How to Troubleshoot a Problem

Building computers early on in life was an invaluable experience. Fighting with mobos & hunting for drivers taught me more about software development (& customer support) than hardware. I've been trying to summarize those lessons into an easy framework for debugging, troubleshooting and fighting most problems. Below is just what I have so far. Hopefully it's useful in some way.

1) Don't Panic - if this sounds familiar, congrats, you're a geek. You have to be calm & stop freaking out to be of any use. Someone going ape shit in your face is the fastest way to stop your brain from working.
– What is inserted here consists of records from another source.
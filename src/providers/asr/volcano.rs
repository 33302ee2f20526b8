//! Volcano-style streaming ASR driver (binary wire protocol)
//!
//! Wire format: 4-byte header, big-endian u32 payload length, gzip payload.
//! Header byte 0: protocol version (high nibble) | header size in 4-byte
//! units (low nibble). Byte 1: message kind (high) | flags (low; bit 0 =
//! sequence number present, bit 1 = last audio). Byte 2: serialization
//! (high, 1 = JSON) | compression (low, 1 = gzip). Byte 3: reserved.
//! The first client message is the JSON init payload; every later message
//! carries gzip-compressed PCM decoded from the client's Opus frames.

use std::io::{Read, Write};

use async_trait::async_trait;
use flate2::read::GzDecoder;
use flate2::write::GzEncoder;
use flate2::Compression;
use futures_util::stream::{SplitSink, SplitStream};
use futures_util::{SinkExt, StreamExt};
use serde::Deserialize;
use serde_json::json;
use tokio::net::TcpStream;
use tokio::sync::mpsc;
use tokio_tungstenite::tungstenite::client::IntoClientRequest;
use tokio_tungstenite::tungstenite::http::HeaderValue;
use tokio_tungstenite::tungstenite::Message;
use tokio_tungstenite::{connect_async, MaybeTlsStream, WebSocketStream};
use tracing::{debug, error, info, warn};

use super::{AsrEvent, AsrProvider, AsrSession, AsrStream};
use crate::audio::codec::{self, OpusFrameDecoder};
use crate::error::GatewayError;

type WsSink = SplitSink<WebSocketStream<MaybeTlsStream<TcpStream>>, Message>;
type WsSource = SplitStream<WebSocketStream<MaybeTlsStream<TcpStream>>>;

pub const PROTOCOL_VERSION: u8 = 0x01;
pub const KIND_CLIENT_REQUEST: u8 = 0x01;
pub const KIND_AUDIO: u8 = 0x02;
pub const KIND_SERVER_RESPONSE: u8 = 0x09;
pub const KIND_SERVER_ERROR: u8 = 0x0f;
pub const FLAG_SEQUENCE: u8 = 0x01;
pub const FLAG_LAST_AUDIO: u8 = 0x02;
const SERIALIZATION_JSON: u8 = 0x01;
const COMPRESSION_GZIP: u8 = 0x01;

/// Code the upstream uses for "no effective speech"; never surfaced.
const CODE_NO_SPEECH: u32 = 1013;
const CODE_OK: u32 = 1000;

#[derive(Debug, Clone, Deserialize)]
pub struct VolcanoAsrConfig {
    pub appid: String,
    pub access_token: String,
    #[serde(default)]
    pub cluster: String,
    #[serde(default = "default_auth_method")]
    pub auth_method: String,
    #[serde(default = "default_resource_id")]
    pub resource_id: String,
    #[serde(default = "default_stream_mode")]
    pub stream_mode: String,
    #[serde(default = "default_uid")]
    pub uid: String,
    #[serde(default = "default_workflow")]
    pub workflow: String,
    #[serde(default = "default_result_type")]
    pub result_type: String,
    #[serde(default = "default_format")]
    pub format: String,
    #[serde(default = "default_format")]
    pub codec: String,
    #[serde(default = "default_sample_rate")]
    pub sample_rate: u32,
    #[serde(default = "default_language")]
    pub language: String,
    #[serde(default = "default_bits")]
    pub bits: u32,
    #[serde(default = "default_channel")]
    pub channel: u32,
    #[serde(default)]
    pub boosting_table_name: String,
    #[serde(default)]
    pub correct_table_name: String,
    #[serde(default = "default_end_window_size")]
    pub end_window_size: u32,
    #[serde(default)]
    pub output_dir: Option<String>,
}

fn default_auth_method() -> String {
    "token".to_string()
}

fn default_resource_id() -> String {
    "volc.bigasr.sauc.duration".to_string()
}

fn default_stream_mode() -> String {
    "bigmodel_async".to_string()
}

fn default_uid() -> String {
    "streaming_asr_service".to_string()
}

fn default_workflow() -> String {
    "audio_in,resample,partition,vad,fe,decode,itn,nlu_punctuate".to_string()
}

fn default_result_type() -> String {
    "single".to_string()
}

fn default_format() -> String {
    "pcm".to_string()
}

fn default_sample_rate() -> u32 {
    16_000
}

fn default_language() -> String {
    "zh-CN".to_string()
}

fn default_bits() -> u32 {
    16
}

fn default_channel() -> u32 {
    1
}

fn default_end_window_size() -> u32 {
    200
}

impl VolcanoAsrConfig {
    fn ws_url(&self) -> &'static str {
        match self.stream_mode.as_str() {
            "bigmodel" => "wss://openspeech.bytedance.com/api/v3/sauc/bigmodel",
            "bigmodel_nostream" => "wss://openspeech.bytedance.com/api/v3/sauc/bigmodel_nostream",
            _ => "wss://openspeech.bytedance.com/api/v3/sauc/bigmodel_async",
        }
    }
}

// ─── Wire framing ────────────────────────────────────────────

fn gzip(data: &[u8]) -> Result<Vec<u8>, GatewayError> {
    let mut encoder = GzEncoder::new(Vec::new(), Compression::default());
    encoder.write_all(data)?;
    Ok(encoder.finish()?)
}

fn gunzip(data: &[u8]) -> Result<Vec<u8>, GatewayError> {
    let mut out = Vec::new();
    GzDecoder::new(data)
        .read_to_end(&mut out)
        .map_err(|e| GatewayError::UpstreamProtocol(format!("gzip: {}", e)))?;
    Ok(out)
}

fn build_header(kind: u8, flags: u8) -> [u8; 4] {
    [
        (PROTOCOL_VERSION << 4) | 0x01,
        (kind << 4) | flags,
        (SERIALIZATION_JSON << 4) | COMPRESSION_GZIP,
        0x00,
    ]
}

/// Header + BE length + gzip-compressed payload.
pub fn encode_frame(kind: u8, flags: u8, payload: &[u8]) -> Result<Vec<u8>, GatewayError> {
    let compressed = gzip(payload)?;
    let mut frame = Vec::with_capacity(8 + compressed.len());
    frame.extend_from_slice(&build_header(kind, flags));
    frame.extend_from_slice(&(compressed.len() as u32).to_be_bytes());
    frame.extend_from_slice(&compressed);
    Ok(frame)
}

/// A parsed upstream frame.
#[derive(Debug, PartialEq)]
pub enum WireFrame {
    Json {
        kind: u8,
        flags: u8,
        payload: serde_json::Value,
    },
    Error {
        code: u32,
        payload: serde_json::Value,
    },
}

fn read_u32(data: &[u8], offset: usize) -> Result<u32, GatewayError> {
    let bytes: [u8; 4] = data
        .get(offset..offset + 4)
        .and_then(|s| s.try_into().ok())
        .ok_or_else(|| GatewayError::UpstreamProtocol("frame truncated".to_string()))?;
    Ok(u32::from_be_bytes(bytes))
}

pub fn parse_frame(data: &[u8]) -> Result<WireFrame, GatewayError> {
    if data.len() < 4 {
        return Err(GatewayError::UpstreamProtocol(format!(
            "frame too short: {} bytes",
            data.len()
        )));
    }
    let header_size = (data[0] & 0x0f) as usize * 4;
    let kind = (data[1] >> 4) & 0x0f;
    let flags = data[1] & 0x0f;
    let serialization = (data[2] >> 4) & 0x0f;
    let compression = data[2] & 0x0f;

    if kind == KIND_SERVER_ERROR {
        let code = read_u32(data, header_size)?;
        let msg_len = read_u32(data, header_size + 4)? as usize;
        let body = data
            .get(header_size + 8..header_size + 8 + msg_len)
            .ok_or_else(|| GatewayError::UpstreamProtocol("error frame truncated".to_string()))?;
        let payload = serde_json::from_slice(body)?;
        return Ok(WireFrame::Error { code, payload });
    }

    let mut offset = header_size;
    if flags & FLAG_SEQUENCE != 0 {
        offset += 4;
    }
    let payload_size = read_u32(data, offset)? as usize;
    offset += 4;
    let raw = data
        .get(offset..offset + payload_size)
        .ok_or_else(|| GatewayError::UpstreamProtocol("payload truncated".to_string()))?;

    let bytes = if compression == COMPRESSION_GZIP {
        gunzip(raw)?
    } else {
        raw.to_vec()
    };
    if serialization != SERIALIZATION_JSON {
        return Err(GatewayError::UpstreamProtocol(format!(
            "unsupported serialization: {}",
            serialization
        )));
    }
    let payload = serde_json::from_slice(&bytes)?;
    Ok(WireFrame::Json {
        kind,
        flags,
        payload,
    })
}

// ─── Driver ──────────────────────────────────────────────────

pub struct VolcanoAsr {
    config: VolcanoAsrConfig,
}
So take a moment, read Zen Habits and just chill for a second.

2) Identify the Problem - before doing anything, ANYTHING, you must figure out what's going wrong. Is the page not displaying? Is an error appearing? What's in the stack trace? What is happening that shouldn't be? 3/10 times you will stop here because nothing is wrong at all. Someone was just going crazy. If it's not one of those times, be thankful that you figured out what was going on & are closer to fixing it.

3) Stop the Bleeding - if your server is not responding, your website is down or a database is just hung, stop thinking about why its happening & get it back up & running! Seriously. Stop reading! Go do it! It's easier to explain what went wrong after things are working than trying to explain why the Apocalypse is inevitably happening RIGHT NOW.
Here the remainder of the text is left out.